Daphne shared the story of the cooperatives founding, as well as the difficulties that the women and their communities have conquered and struggled with. Working in this cooperative has not only provided the women with a source of income from which they are able to nourish and support their families, it has also enabled them to continue creating in the traditional manor. By collectivizing their efforts, they are able to create more efficiently, for example by dyeing twice a year in large quantities, rather than repeating the same process multiple times in smaller batches. These women are doing the entire process by hand, and the fact that they are competing with multinational companies and highly mechanized factories makes such adjustments extremely vital. As Daphne was demonstrating the weaving process before us on the backstrap loom, a visitor from the group asked why they choose not to used mechanized looms, as these would be much faster. She responded simply, 


“This is who we are. This is our culture.”



Preserving this tradition goes beyond the physical beauty and exquisite detail of the textiles. This process of creation carries stories and significance which are impossible to grasp or even to imagine. Women have been weaving in this way for hundreds of years, weaving their sorrow and their joy, their love and their heartbreak into pieces of clothing and blankets that have warmed friend and foe alike. 

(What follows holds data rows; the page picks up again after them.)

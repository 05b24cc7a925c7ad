//! The lock around a [`TrackingHeap`](super::TrackingHeap)'s table of live
//! blocks.

use core::cell::UnsafeCell;
use core::ops::{Deref, DerefMut};
use core::sync::atomic::{AtomicBool, Ordering};

/// Serialises every `aki_alloc` / `aki_free` on the default heap.
///
/// Critical sections are one or two table lookups plus a red-zone check, so
/// waiters spin (test-and-test-and-set) instead of parking. The lock never
/// allocates, which keeps it usable from inside the heap it protects.
pub struct SpinLock<T> {
    locked: AtomicBool,
    data: UnsafeCell<T>,
}

// SAFETY: access to data is serialised by `locked`.
unsafe impl<T: Send> Sync for SpinLock<T> {}
unsafe impl<T: Send> Send for SpinLock<T> {}

impl<T> SpinLock<T> {
    pub const fn new(data: T) -> Self {
        Self {
            locked: AtomicBool::new(false),
            data: UnsafeCell::new(data),
        }
    }

    fn try_acquire(&self) -> bool {
        self.locked
            .compare_exchange_weak(false, true, Ordering::Acquire, Ordering::Relaxed)
            .is_ok()
    }

    /// Spin until the table is ours.
    pub fn lock(&self) -> SpinLockGuard<'_, T> {
        while !self.try_acquire() {
            while self.locked.load(Ordering::Relaxed) {
                core::hint::spin_loop();
            }
        }
        SpinLockGuard { lock: self }
    }
}

pub struct SpinLockGuard<'a, T> {
    lock: &'a SpinLock<T>,
}

impl<T> Deref for SpinLockGuard<'_, T> {
    type Target = T;
    fn deref(&self) -> &T {
        // SAFETY: the guard exists only while the lock is held.
        unsafe { &*self.lock.data.get() }
    }
}

impl<T> DerefMut for SpinLockGuard<'_, T> {
    fn deref_mut(&mut self) -> &mut T {
        // SAFETY: the guard exists only while the lock is held.
        unsafe { &mut *self.lock.data.get() }
    }
}

impl<T> Drop for SpinLockGuard<'_, T> {
    fn drop(&mut self) {
        self.lock.locked.store(false, Ordering::Release);
    }
}

#[cfg(test)]
mod tests {
    use super::*;
    use std::sync::Arc;
    use std::thread;

    #[test]
    fn concurrent_increments_are_not_lost() {
        let counter = Arc::new(SpinLock::new(0usize));
        let workers: Vec<_> = (0..4)
            .map(|_| {
                let counter = Arc::clone(&counter);
                thread::spawn(move || {
                    for _ in 0..1000 {
                        *counter.lock() += 1;
                    }
                })
            })
            .collect();
        for worker in workers {
            worker.join().unwrap();
        }
        assert_eq!(*counter.lock(), 4000);
    }

    #[test]
    fn tracker_counters_stay_consistent_across_threads() {
        use crate::heap::AllocKind;
        use crate::sanitize::tracker::Tracker;

        let table = SpinLock::new(Tracker::<256>::new());
        thread::scope(|s| {
            for worker in 0..4usize {
                let table = &table;
                s.spawn(move || {
                    for i in 0..500usize {
                        let addr = (worker << 20) | ((i % 32 + 1) << 4);
                        assert!(table.lock().insert(addr, 8, AllocKind::Buffer));
                        assert_eq!(table.lock().remove(addr).map(|(size, _)| size), Some(8));
                    }
                });
            }
        });
        let table = table.lock();
        assert_eq!(table.live(), 0);
        assert_eq!(table.live_bytes(), 0);
    }
}
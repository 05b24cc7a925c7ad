use crate::heap::AllocKind;

#[derive(Clone, Copy, PartialEq, Eq)]
#[repr(u8)]
enum SlotState {
    Empty = 0,
    Occupied = 1,
    Tombstone = 2,
}

#[derive(Clone, Copy)]
struct Entry {
    addr: usize,
    size: usize,
    state: SlotState,
    kind: AllocKind,
}

impl Entry {
    const EMPTY: Self = Self {
        addr: 0,
        size: 0,
        state: SlotState::Empty,
        kind: AllocKind::Buffer,
    };
}

/// Fixed-capacity open-addressing table of live allocations, keyed by the
/// user pointer. Never allocates.
pub struct Tracker<const N: usize> {
    entries: [Entry; N],
    live: usize,
    live_bytes: usize,
}

impl<const N: usize> Tracker<N> {
    pub const fn new() -> Self {
        Self {
            entries: [Entry::EMPTY; N],
            live: 0,
            live_bytes: 0,
        }
    }

    /// Fibonacci hashing; pointer addresses share their low bits.
    fn slot(addr: usize) -> usize {
        let h = (addr as u64).wrapping_mul(0x9E37_79B9_7F4A_7C15);
        (h >> 32) as usize % N
    }

    /// Record a live block. Returns false, recording nothing, when all
    /// `N` slots hold live blocks.
    #[must_use]
    pub fn insert(&mut self, addr: usize, size: usize, kind: AllocKind) -> bool {
        let mut idx = Self::slot(addr);
        for _ in 0..N {
            if self.entries[idx].state != SlotState::Occupied {
                self.entries[idx] = Entry {
                    addr,
                    size,
                    state: SlotState::Occupied,
                    kind,
                };
                self.live += 1;
                self.live_bytes += size;
                return true;
            }
            idx = (idx + 1) % N;
        }
        false
    }

    fn find(&self, addr: usize) -> Option<usize> {
        let mut idx = Self::slot(addr);
        for _ in 0..N {
            let entry = &self.entries[idx];
            match entry.state {
                SlotState::Occupied if entry.addr == addr => return Some(idx),
                SlotState::Empty => return None,
                _ => idx = (idx + 1) % N,
            }
        }
        None
    }

    pub fn remove(&mut self, addr: usize) -> Option<(usize, AllocKind)> {
        let idx = self.find(addr)?;
        let entry = &mut self.entries[idx];
        entry.state = SlotState::Tombstone;
        self.live -= 1;
        self.live_bytes -= entry.size;
        Some((entry.size, entry.kind))
    }

    pub fn lookup(&self, addr: usize) -> Option<(usize, AllocKind)> {
        self.find(addr)
            .map(|idx| (self.entries[idx].size, self.entries[idx].kind))
    }

    pub fn live(&self) -> usize {
        self.live
    }

    pub fn live_bytes(&self) -> usize {
        self.live_bytes
    }

    pub fn for_each_live(&self, mut f: impl FnMut(usize, usize, AllocKind)) {
        self.entries
            .iter()
            .filter(|entry| entry.state == SlotState::Occupied)
            .for_each(|entry| f(entry.addr, entry.size, entry.kind));
    }
}

impl<const N: usize> Default for Tracker<N> {
    fn default() -> Self {
        Self::new()
    }
}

Whether woven by a woman like Daphne working within an empowered cooperative of women in Guatemala, or a young Bangladeshi girl working in a people-packed factory in the slums of a nearby city, each textile holds the imprints of those who brought it into existence. Here in the ‘developed’ world, where much of this process is obscured from our view, the clothes still carry these stories.

As holders and wearers of these pieces, we are in a special position to respect all that has gone into their creation and to continue their story forward. To honor those that have held the cloth before us and to preserve the materials that surround us, doing all in our power to lengthen their lifespan and conserve their value.